Las últimas cifras de actividad y precios habían llevado al mercado a anticipar ajustes relevantes en el escenario que expondría el Banco Central en el IPoM de junio. Por ello, no sorprendió que las expectativas de crecimiento para este año se redujeran desde un rango de 1,5%-2,5% a uno de 1,0%-1,75%, mientras que la proyección de inflación para fines de 2026 aumentó levemente debido a los efectos derivados del alza de los combustibles. Sin embargo, más allá de los resultados, es interesante analizar qué hay detrás de estas revisiones y cómo algunos cambios en su composición no pueden pasar inadvertidos.
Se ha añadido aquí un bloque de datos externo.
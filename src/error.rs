use std::{io, path::PathBuf};

use thiserror::Error;

pub type Result<T, E = Error> = std::result::Result<T, E>;

#[derive(Debug, Error)]
pub enum Error {
    #[error("{}:{line}: {kind}", path.display())]
    Parse {
        path: PathBuf,
        line: usize,
        kind: ParseErrorKind,
    },

    /// A run has no fitness value for a grid point it is expected to cover.
    #[error("{}: no fitness recorded for {evaluations} evaluations", path.display())]
    MissingGridPoint { path: PathBuf, evaluations: u64 },

    #[error("condition `{label}` has {found} {what}, at least {needed} required")]
    InsufficientSamples {
        label: String,
        what: &'static str,
        found: usize,
        needed: usize,
    },

    #[error("failed to read {}", path.display())]
    Io {
        path: PathBuf,
        #[source]
        source: io::Error,
    },

    #[error("failed to scan {}", path.display())]
    Walk {
        path: PathBuf,
        #[source]
        source: walkdir::Error,
    },
}

#[derive(Debug, Clone, PartialEq, Error)]
pub enum ParseErrorKind {
    #[error("expected {expected} fields, found {found}")]
    FieldCount { expected: &'static str, found: usize },
    #[error("`{0}` is not a valid number")]
    BadNumber(String),
    #[error("layer entry `{0}` is not of the form <avg>:<max>")]
    BadLayer(String),
    #[error("tag entry `{0}` is not of the form <level>:<density>:<fitness>")]
    BadTag(String),
    #[error("fitness {0} is outside of [0, 1]")]
    FitnessOutOfRange(f64),
}

impl Error {
    pub(crate) fn io(path: impl Into<PathBuf>, source: io::Error) -> Self {
        Error::Io {
            path: path.into(),
            source,
        }
    }
}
En primer lugar, la corrección a la baja del crecimiento refleja dos cosas. Por una parte, el peor desempeño observado durante los primeros meses del año, asociado a la debilidad de sectores vinculados a los recursos naturales. Por otra, un menor dinamismo esperado para el consumo privado ―a causa del deterioro de sus fundamentos― y una ejecución de la inversión más lenta durante el año en curso.
También es interesante notar que este efecto sería parcialmente compensado por un mayor gasto público, consecuencia de la reversión de los ajustes presupuestarios anunciados al inicio de la actual administración. Gran parte de estos cambios ya estaban incorporados en nuestro escenario, especialmente aquellos relacionados con una visión que considerábamos optimista respecto del desempeño futuro de la inversión y con la escasa evidencia de fundamentos más sólidos que justificaran una aceleración del consumo.
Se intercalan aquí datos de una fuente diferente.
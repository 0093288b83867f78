use statrs::{
    function::{erf::erfc, factorial::ln_binomial},
    statistics::{Data, OrderStatistics, RankTieBreaker, Statistics},
};

use crate::{Error, Result};

/// Two-sided 95% quantile of the standard normal distribution.
pub const Z_95: f64 = 1.96;

/// Relative tolerance when comparing table probabilities in Fisher's test.
const FISHER_TOLERANCE: f64 = 1e-7;

#[derive(Debug, Clone, Copy, PartialEq)]
pub struct Summary {
    pub mean: f64,
    /// Half-width of the 95% confidence interval of the mean.
    pub ci95: f64,
    pub count: usize,
}

impl Summary {
    /// Mean and normal-approximation confidence interval of `values`.
    ///
    /// The standard error needs at least two samples; fewer is reported as an
    /// error on behalf of `label` rather than producing NaN.
    pub fn of(label: &str, what: &'static str, values: &[f64]) -> Result<Self> {
        if values.len() < 2 {
            return Err(Error::InsufficientSamples {
                label: label.to_string(),
                what,
                found: values.len(),
                needed: 2,
            });
        }
        Ok(Self {
            mean: values.mean(),
            ci95: Z_95 * std_err(values),
            count: values.len(),
        })
    }

    pub fn lower(&self) -> f64 {
        self.mean - self.ci95
    }

    pub fn upper(&self) -> f64 {
        self.mean + self.ci95
    }
}

/// Standard error of the mean, using the sample standard deviation.
pub fn std_err(values: &[f64]) -> f64 {
    values.std_dev() / (values.len() as f64).sqrt()
}

pub fn avg_by<U>(items: &[U], selector: impl Fn(&U) -> f64) -> f64 {
    items.iter().map(selector).sum::<f64>() / items.len() as f64
}

/// Two-sided Wilcoxon rank-sum test using the normal approximation.
///
/// Tied observations share their average rank; no tie or continuity correction
/// is applied to the variance.
pub fn rank_sum_test(a: &[f64], b: &[f64]) -> f64 {
    let n1 = a.len() as f64;
    let n2 = b.len() as f64;
    let ranks = Data::new(a.iter().chain(b).copied().collect::<Vec<_>>())
        .ranks(RankTieBreaker::Average);
    let rank_sum: f64 = ranks[..a.len()].iter().sum();

    let expected = n1 * (n1 + n2 + 1.0) / 2.0;
    let std_dev = (n1 * n2 * (n1 + n2 + 1.0) / 12.0).sqrt();
    let z = (rank_sum - expected) / std_dev;
    erfc(z.abs() / std::f64::consts::SQRT_2)
}

/// Two-sided Fisher's exact test on a 2x2 contingency table.
///
/// Sums the hypergeometric probability of every table with the observed
/// margins that is no more likely than the observed one.
pub fn fisher_exact(table: [[u64; 2]; 2]) -> f64 {
    let [[a, b], [c, d]] = table;
    let population = a + b + c + d;
    let successes = a + c;
    let draws = a + b;

    let probability = |k: u64| {
        (ln_binomial(successes, k) + ln_binomial(population - successes, draws - k)
            - ln_binomial(population, draws))
        .exp()
    };

    let low = (draws + successes).saturating_sub(population);
    let high = draws.min(successes);
    let observed = probability(a);
    let p: f64 = (low..=high)
        .map(probability)
        .filter(|&p| p <= observed * (1.0 + FISHER_TOLERANCE))
        .sum();
    p.min(1.0)
}

/// Upper triangle of pairwise test results: `matrix[i][j]` is set for `j > i`.
pub fn pairwise<T>(samples: &[T], test: impl Fn(&T, &T) -> f64) -> Vec<Vec<Option<f64>>> {
    (0..samples.len())
        .map(|i| {
            (0..samples.len())
                .map(|j| (j > i).then(|| test(&samples[i], &samples[j])))
                .collect()
        })
        .collect()
}

#[cfg(test)]
mod tests {
    use super::*;

    fn close(a: f64, b: f64) -> bool {
        (a - b).abs() < 1e-9
    }

    #[test]
    fn summary_of_fitness_values() {
        let summary = Summary::of("a", "runs", &[0.5, 0.7, 1.0]).unwrap();
        assert!(close(summary.mean, 2.2 / 3.0));
        // sample std dev 0.2516611, sem 0.1452966
        assert!((summary.ci95 - 1.96 * 0.145_296_631).abs() < 1e-6);
        assert_eq!(summary.count, 3);
        assert!(summary.lower() < summary.mean && summary.mean < summary.upper());
    }

    #[test]
    fn summary_needs_two_samples() {
        let err = Summary::of("lonely", "converged runs", &[5000.0]).unwrap_err();
        assert_eq!(
            err.to_string(),
            "condition `lonely` has 1 converged runs, at least 2 required"
        );
        assert!(Summary::of("none", "runs", &[]).is_err());
    }

    #[test]
    fn rank_sum_of_separated_samples() {
        let p = rank_sum_test(&[1000.0, 2000.0, 3000.0], &[4000.0, 5000.0, 6000.0]);
        assert_eq!(format!("{p:.5}"), "0.04953");
        let q = rank_sum_test(&[4000.0, 5000.0, 6000.0], &[1000.0, 2000.0, 3000.0]);
        assert!(close(p, q));
    }

    #[test]
    fn rank_sum_of_identical_samples() {
        assert!(close(rank_sum_test(&[3.0, 3.0], &[3.0, 3.0, 3.0]), 1.0));
    }

    #[test]
    fn fisher_exact_reference_values() {
        assert!(close(fisher_exact([[2, 1], [0, 3]]), 0.4));
        assert!((fisher_exact([[8, 2], [1, 5]]) - 0.034_965_034_965).abs() < 1e-9);
        assert!(close(fisher_exact([[2, 1], [1, 2]]), 1.0));
        assert!(close(fisher_exact([[3, 0], [3, 0]]), 1.0));
        assert!(close(fisher_exact([[0, 0], [4, 1]]), 1.0));
    }

    #[test]
    fn pairwise_fills_the_upper_triangle() {
        let matrix = pairwise(&[1.0, 2.0, 4.0], |a, b| b - a);
        assert_eq!(
            matrix,
            vec![
                vec![None, Some(1.0), Some(3.0)],
                vec![None, None, Some(2.0)],
                vec![None, None, None],
            ]
        );
    }

    #[test]
    fn avg_by_selects_field() {
        assert!(close(avg_by(&[(1, 2.0), (2, 4.0)], |(_, v)| *v), 3.0));
    }
}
Para poner las cifras en perspectiva, alcanzar la parte alta del rango proyectado requeriría que la actividad duplicara su velocidad de crecimiento observado hasta ahora. En tanto, el punto medio exige una aceleración más moderada, consistente con un avance promedio mensual del PIB en línea con su tendencia.
Por el lado de los precios, lamentablemente el informe no alcanzó a incorporar el acuerdo entre Estados Unidos e Irán, que ha provocado una baja considerable en el precio del petróleo durante los días posteriores a su anuncio. No obstante, si bien este factor tendría efectos en el corto plazo, aquellos asociados al horizonte de política monetaria no deberían verse afectados de manera sustancial, según la propia evaluación del Banco Central.
Además, la volatilidad de este tipo de acontecimientos y la limitada certeza respecto de que se trate de un acuerdo definitivo nos permite evaluar con menos severidad la exclusión de este elemento en el encuadre macroeconómico. A ello se suma la oportuna inclusión del recuadro II.1, que estima elasticidades para el traspaso inflacionario hacia la canasta del IPC, excluyendo los combustibles, tanto en horizontes de corto como de largo plazo. Esto permite que el lector pueda inferir, más o menos, cuál habría sido el escenario bajo distintos supuestos para el precio del petróleo.
Finalmente, y para lo que en definitiva se construye todo este análisis, el escenario proyectado permite transitar desde el sesgo contractivo de los últimos comunicados hacia uno más neutral. Ello responde principalmente a la evaluación de que los riesgos para la inflación lucen hoy más equilibrados. Por lo tanto, y reflejado en el corredor, el escenario más probable es que el Banco Central mantenga la TPM en 4,50% durante lo que resta de este año, para recién migrar hacia la tasa neutral durante la segunda mitad de 2027.